When there is a behavior that we engage in that we are not proud of, many of us have a lot of negative self-judgement that comes in between the behavior and the interest and curiosity it takes to let it dissolve.
Let’s take, for example, the case of a number of my high performer clients who travel a lot who find themselves craving attention from other men or women outside of their marriage while on the road. Many times these are flirtatious encounters, and that’s what I’m speaking to today.
What I find is that instead of being interested and curious about this tendency, many of my clients make it mean that something is wrong with them. In turn, they shut down and don’t explore what the root cause of this behavior is.
I encourage them, and I encourage you, to be courageous to open up that door that might be unpleasant to uncover what thoughts and feelings are motivating this behavior.
I see this too with my clients who overeat, over drink, or overspend. They often think it is a symptom of something terrible that is causing them to do it, which completely freaks them out and shuts down any opportunity to explore it.

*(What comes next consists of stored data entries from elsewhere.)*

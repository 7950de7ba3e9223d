use std::mem;

use anyhow::{Context, Result};
use crossterm::event::KeyCode;
use log::info;
use ratatui::layout::{Alignment, Constraint, Direction, Layout, Rect};
use ratatui::prelude::*;
use ratatui::text::{Line, Span};
use ratatui::widgets::{Block, Borders, Clear, Gauge, List, ListItem, ListState, Paragraph, Wrap};
use ratatui::Frame;

use crate::models::ReadingStats;
use crate::store::BookCollection;

use super::forms::{BookField, BookForm, SearchField, SearchForm, TitlePrompt};
use super::helpers::{book_line, centered_rect, cursor_column};
use super::screens::{BookListScreen, MenuItem, MenuScreen};

/// Footer space reserved for status messages and instructions.
const FOOTER_HEIGHT: u16 = 3;
/// Height of the greeting banner above the menu.
const HEADER_HEIGHT: u16 = 3;
const GREETING: &str = "📚 Welcome to Your Book Collection Manager! 📚";

/// What fills the main area behind any open dialog.
enum Screen {
    Menu,
    Books(BookListScreen),
    Progress(ReadingStats),
}

/// Dialog or prompt currently capturing keystrokes.
enum Mode {
    Normal,
    AddingBook(BookForm),
    RemovingBook(TitlePrompt),
    Searching(SearchForm),
    FindingBookToUpdate(TitlePrompt),
    EditingBook { title: String, form: BookForm },
}

/// Holds the footer message text plus its severity.
struct StatusMessage {
    text: String,
    kind: StatusKind,
}

/// Severity levels shown in the footer.
#[derive(Copy, Clone, Debug, PartialEq, Eq)]
enum StatusKind {
    Info,
    Error,
}

impl StatusKind {
    fn style(&self) -> Style {
        match self {
            StatusKind::Info => Style::default().fg(Color::Green),
            StatusKind::Error => Style::default().fg(Color::Red),
        }
    }
}

/// Central application state: the collection plus everything the menu loop
/// needs to render and route input.
pub struct App {
    collection: BookCollection,
    menu: MenuScreen,
    screen: Screen,
    mode: Mode,
    status: Option<StatusMessage>,
}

Ironically, when we think that our behavior is a symptom of something bad about us, the symptom increases. We look and talk to men or women outside our marriage, we increase our drinking and we overeat more because we think there is something wrong with us so why stop or change?
The truth is you don’t have to make this behavior mean anything negative about who you are. When we come to this understanding we can let the truth be there. We can be brave enough to explore if there is something in our marriage that could be improved. We give space to explore why we are over eating or overdrinking on the road.

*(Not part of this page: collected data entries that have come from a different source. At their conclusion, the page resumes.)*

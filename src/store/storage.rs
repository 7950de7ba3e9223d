use std::fs;
use std::io::ErrorKind;
use std::path::Path;

use log::{debug, warn};
use serde::Serialize;
use serde_json::ser::{PrettyFormatter, Serializer};

use super::error::StoreError;
use crate::models::Book;

/// File the collection lives in, relative to the working directory.
pub const STORAGE_FILE: &str = "books_data.json";

/// Indentation used when writing the file so it stays readable by hand.
const INDENT: &[u8] = b"    ";

/// Read every book stored at `path`. A missing, unreadable, or malformed file
/// yields an empty collection rather than an error.
pub fn read_books(path: &Path) -> Vec<Book> {
    let content = match fs::read_to_string(path) {
        Ok(content) => content,
        Err(err) if err.kind() == ErrorKind::NotFound => {
            debug!("no collection at {}, starting empty", path.display());
            return Vec::new();
        }
        Err(err) => {
            warn!("could not read {}: {err}; starting empty", path.display());
            return Vec::new();
        }
    };

    match serde_json::from_str::<Vec<Book>>(&content) {
        Ok(books) => {
            debug!("loaded {} books from {}", books.len(), path.display());
            books
        }
        Err(err) => {
            warn!("ignoring malformed collection {}: {err}", path.display());
            Vec::new()
        }
    }
}

/// Overwrite `path` with the pretty-printed JSON array of `books`.
pub fn write_books(path: &Path, books: &[Book]) -> Result<(), StoreError> {
    let mut buf = Vec::new();
    let mut serializer = Serializer::with_formatter(&mut buf, PrettyFormatter::with_indent(INDENT));
    books.serialize(&mut serializer)?;

    fs::write(path, &buf).map_err(|source| StoreError::Write {
        path: path.to_path_buf(),
        source,
    })?;

    debug!("saved {} books to {}", books.len(), path.display());
    Ok(())
}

When you don’t judge, you can explore. You can have access to the truth, the cause of these behaviors, then and only then you can have some authority over it.
The next time you find yourself engaging in a behavior that you are not proud of, don’t try and stop yourself or resist it. Allow all of it to be there and then get curious and interested in what thoughts and feelings are motivating you to do think and behave in this way.
From this place, you can observe, examine, and explore. I did this recently with a client who traveled a lot for work who wanted a lot of attention from other men especially when she frequented hotel bars. Originally, she made this flirtatious behavior mean something ugly about herself; but when we let go of this judgement, we were able to explore WHY she wanted attention from other men and pivoted to getting it from herself.
The behavior dissipated almost instantly, and she has deepened her relationship with herself only because she was willing to peek behind that door, find the truth, and move on without all the self-criticism and judgement that she had been living with for years.
Drop the judgement and open yourself up to being curious and interested in the true cause of your behaviors. This is where real change can occur.